Xanthomonas citri is a Gram-negative, rod-shaped bacterium. Although it is harmless for humans, it is a phytopathogen, known for being the causing agent of citrus canker.

Many pathovars are misclassified as X. cissicola, X. campestris, or X. axonopodis. A 2022 study proposes moving 20 pathovars in these three (including the sole representative of X. cissicola) into X. citri. However, based on the principle of priority, all "X. citri" should become instead named under the earliest-published name, X. cissicola like in GTDB. The two proposals do not affect the independence of X. campestris and X. axonopodis, as their type strains are sufficiently distinct from X. citri/cissicola to be their own species.

== Pathovars included ==
Uncited entries are based on Bansal et al. (2022), either in the article's own results (20 pathovars) or in its description of earlier results. Pathovars that include the type strain of either X. citri or X. cissicola are shown in bold.

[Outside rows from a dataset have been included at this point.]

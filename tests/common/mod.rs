//! Shared fixtures: a mock identity provider, a recording backend and
//! request helpers.

#![allow(dead_code)]

use std::sync::Mutex;
use std::sync::atomic::{AtomicUsize, Ordering};
use std::time::{Duration, SystemTime, UNIX_EPOCH};

use async_trait::async_trait;
use axum::Router;
use axum::body::Body;
use axum::http::{Request, Response, header};
use jsonwebtoken::{Algorithm, EncodingKey, Header, encode};
use serde_json::{Value, json};
use tower::ServiceExt;
use url::Url;
use wiremock::matchers::{body_string_contains, method, path};
use wiremock::{Mock, MockServer, ResponseTemplate};

use oidc_gateway::backend::{Backend, BackendError, UserData};
use oidc_gateway::config::Config;

/// RSA key the mock provider signs ID tokens with
pub const IDP_KEY_PEM: &str = include_str!("../fixtures/idp_test_key.pem");
/// Public modulus of [`IDP_KEY_PEM`] (base64url)
pub const IDP_KEY_N: &str = "9HMr2FlL9mZ8qT35FkcF8KhecH7KXhbfCnVf2S2Cv1X5B4T_JMfMKa8lTF4_kvyqtnHZme05pSvfB22EW23-hUVqX4q-IIAelDkzGFygJG1PqatXqv8KuDxkZlQ0f58hrTpIARs4wULkaTxdOfuDDOZV8j0rcpt47wizxgVypiiXsHlH6eALk2n6hQRKhnuTJrdjxGELMEICcmYvwje1au5l8U2Xp9j7Ik3lsNh9b3E-kJ3ey4tfCaZuMu9klS-LMun0Dkbzsk8gd8OK0zzBBa4jexp_2ZhXpd09NMf9wtK3scbYJ58YIehuRJzGH-IB4sIpJ5nZNoacMYCSrNMAkw";
pub const KID: &str = "test-key-1";
pub const CLIENT_ID: &str = "oidc-gateway";
pub const EXTERNAL_URL: &str = "https://app.example.com";

/// wiremock-backed OpenID provider
pub struct MockIdp {
    pub server: MockServer,
}

impl MockIdp {
    /// Start a provider serving discovery and JWKS.
    pub async fn start() -> Self {
        let server = MockServer::start().await;
        let base = server.uri();

        Mock::given(method("GET"))
            .and(path("/.well-known/openid-configuration"))
            .respond_with(ResponseTemplate::new(200).set_body_json(json!({
                "issuer": &base,
                "authorization_endpoint": format!("{base}/authorize"),
                "token_endpoint": format!("{base}/token"),
                "jwks_uri": format!("{base}/jwks"),
                "response_types_supported": ["code"],
                "id_token_signing_alg_values_supported": ["RS256"],
            })))
            .mount(&server)
            .await;

        Mock::given(method("GET"))
            .and(path("/jwks"))
            .respond_with(ResponseTemplate::new(200).set_body_json(json!({
                "keys": [{
                    "kty": "RSA",
                    "use": "sig",
                    "alg": "RS256",
                    "kid": KID,
                    "n": IDP_KEY_N,
                    "e": "AQAB",
                }]
            })))
            .mount(&server)
            .await;

        Self { server }
    }

    pub fn issuer(&self) -> String {
        self.server.uri()
    }

    /// Standard claims for this provider, overlaid with `extra`.
    pub fn claims(&self, extra: Value) -> Value {
        let now = SystemTime::now().duration_since(UNIX_EPOCH).unwrap().as_secs();
        let mut claims = json!({
            "iss": self.issuer(),
            "aud": CLIENT_ID,
            "sub": "subject-123",
            "iat": now,
            "exp": now + 300,
        });
        if let (Some(base), Value::Object(extra)) = (claims.as_object_mut(), extra) {
            base.extend(extra);
        }
        claims
    }

    /// Make the token endpoint answer `code` with an ID token carrying `claims`.
    pub async fn expect_code(&self, code: &str, claims: Value) {
        Mock::given(method("POST"))
            .and(path("/token"))
            .and(body_string_contains(format!("code={code}")))
            .respond_with(ResponseTemplate::new(200).set_body_json(json!({
                "access_token": "access",
                "token_type": "Bearer",
                "expires_in": 300,
                "id_token": sign_id_token(&claims),
            })))
            .mount(&self.server)
            .await;
    }

    /// Number of token endpoint calls received so far.
    pub async fn token_requests(&self) -> usize {
        self.server
            .received_requests()
            .await
            .unwrap_or_default()
            .iter()
            .filter(|r| r.url.path() == "/token")
            .count()
    }
}

/// RS256 ID token signed with the test key.
pub fn sign_id_token(claims: &Value) -> String {
    let mut header = Header::new(Algorithm::RS256);
    header.kid = Some(KID.to_string());
    let key = EncodingKey::from_rsa_pem(IDP_KEY_PEM.as_bytes()).unwrap();
    encode(&header, claims, &key).unwrap()
}

/// Backend that records calls and returns a fixed session cookie.
pub struct RecordingBackend {
    pub provisioned: Mutex<Vec<UserData>>,
    pub logins: AtomicUsize,
    pub cookies: Vec<String>,
    pub fail_login: bool,
    pub provision_delay: Option<Duration>,
}

impl RecordingBackend {
    pub fn new(cookies: &[&str]) -> Self {
        Self {
            provisioned: Mutex::new(Vec::new()),
            logins: AtomicUsize::new(0),
            cookies: cookies.iter().map(|c| (*c).to_string()).collect(),
            fail_login: false,
            provision_delay: None,
        }
    }

    /// Provisioning hangs for `delay` after recording the user.
    pub fn slow_provisioning(delay: Duration) -> Self {
        Self {
            provision_delay: Some(delay),
            ..Self::new(&["slow=1; Path=/"])
        }
    }

    pub fn failing_login() -> Self {
        Self {
            fail_login: true,
            ..Self::new(&[])
        }
    }

    pub fn provisioned(&self) -> Vec<UserData> {
        self.provisioned.lock().unwrap().clone()
    }

    pub fn calls(&self) -> usize {
        self.provisioned.lock().unwrap().len() + self.logins.load(Ordering::SeqCst)
    }
}

#[async_trait]
impl Backend for RecordingBackend {
    fn name(&self) -> &'static str {
        "recording"
    }

    async fn provision_user(&self, user: &UserData) -> Result<String, BackendError> {
        self.provisioned.lock().unwrap().push(user.clone());
        if let Some(delay) = self.provision_delay {
            tokio::time::sleep(delay).await;
        }
        Ok("42".to_string())
    }

    async fn login(&self, user_id: &str, _user: &UserData) -> Result<Vec<String>, BackendError> {
        assert_eq!(user_id, "42");
        self.logins.fetch_add(1, Ordering::SeqCst);
        if self.fail_login {
            return Err(BackendError::LoginFailed);
        }
        Ok(self.cookies.clone())
    }
}

/// Minimal valid configuration pointing at `issuer` and `upstream`.
pub fn config(issuer: &str, upstream: &str) -> Config {
    let mut config = Config::default();
    config.external_url = EXTERNAL_URL.to_string();
    config.upstream.url = upstream.to_string();
    config.oidc.issuer = issuer.to_string();
    config.oidc.client_id = CLIENT_ID.to_string();
    config.oidc.client_secret = "client-secret".to_string();
    config.oidc.scopes = vec!["openid".into(), "email".into(), "profile".into()];
    config.state.secret = "integration-state-secret".to_string();
    config
}

/// GET `uri` through the router with extra headers.
pub async fn get(app: &Router, uri: &str, headers: &[(&str, &str)]) -> Response<Body> {
    let mut request = Request::builder().method("GET").uri(uri);
    for (name, value) in headers {
        request = request.header(*name, *value);
    }
    app.clone()
        .oneshot(request.body(Body::empty()).unwrap())
        .await
        .unwrap()
}

pub fn location(response: &Response<Body>) -> String {
    response.headers()[header::LOCATION].to_str().unwrap().to_string()
}

pub fn set_cookies(response: &Response<Body>) -> Vec<String> {
    response
        .headers()
        .get_all(header::SET_COOKIE)
        .iter()
        .map(|v| v.to_str().unwrap().to_string())
        .collect()
}

pub fn query_param(url: &str, key: &str) -> Option<String> {
    Url::parse(url)
        .unwrap()
        .query_pairs()
        .find(|(k, _)| k == key)
        .map(|(_, v)| v.into_owned())
}

/// Percent-encode a query value.
pub fn encode_query(pairs: &[(&str, &str)]) -> String {
    serde_urlencoded::to_string(pairs).unwrap()
}

pub async fn body_text(response: Response<Body>) -> String {
    let bytes = axum::body::to_bytes(response.into_body(), usize::MAX).await.unwrap();
    String::from_utf8(bytes.to_vec()).unwrap()
}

The list is unlikely to be complete.

==Bacterial killing via a secretion system==

Xanthomonas citri uses its type IV secretion system to kill other Gram-negative bacterial species in a contact-dependent manner. The secretion of the effector proteins requires a conserved C-terminal domain, and its bacteriolytic activity is neutralized by a cognate immunity protein.

==Defense against predators==

Xanthomonas citri also uses type VI secretion system in defense against the predatory amoeba Dictyostelium discoideum.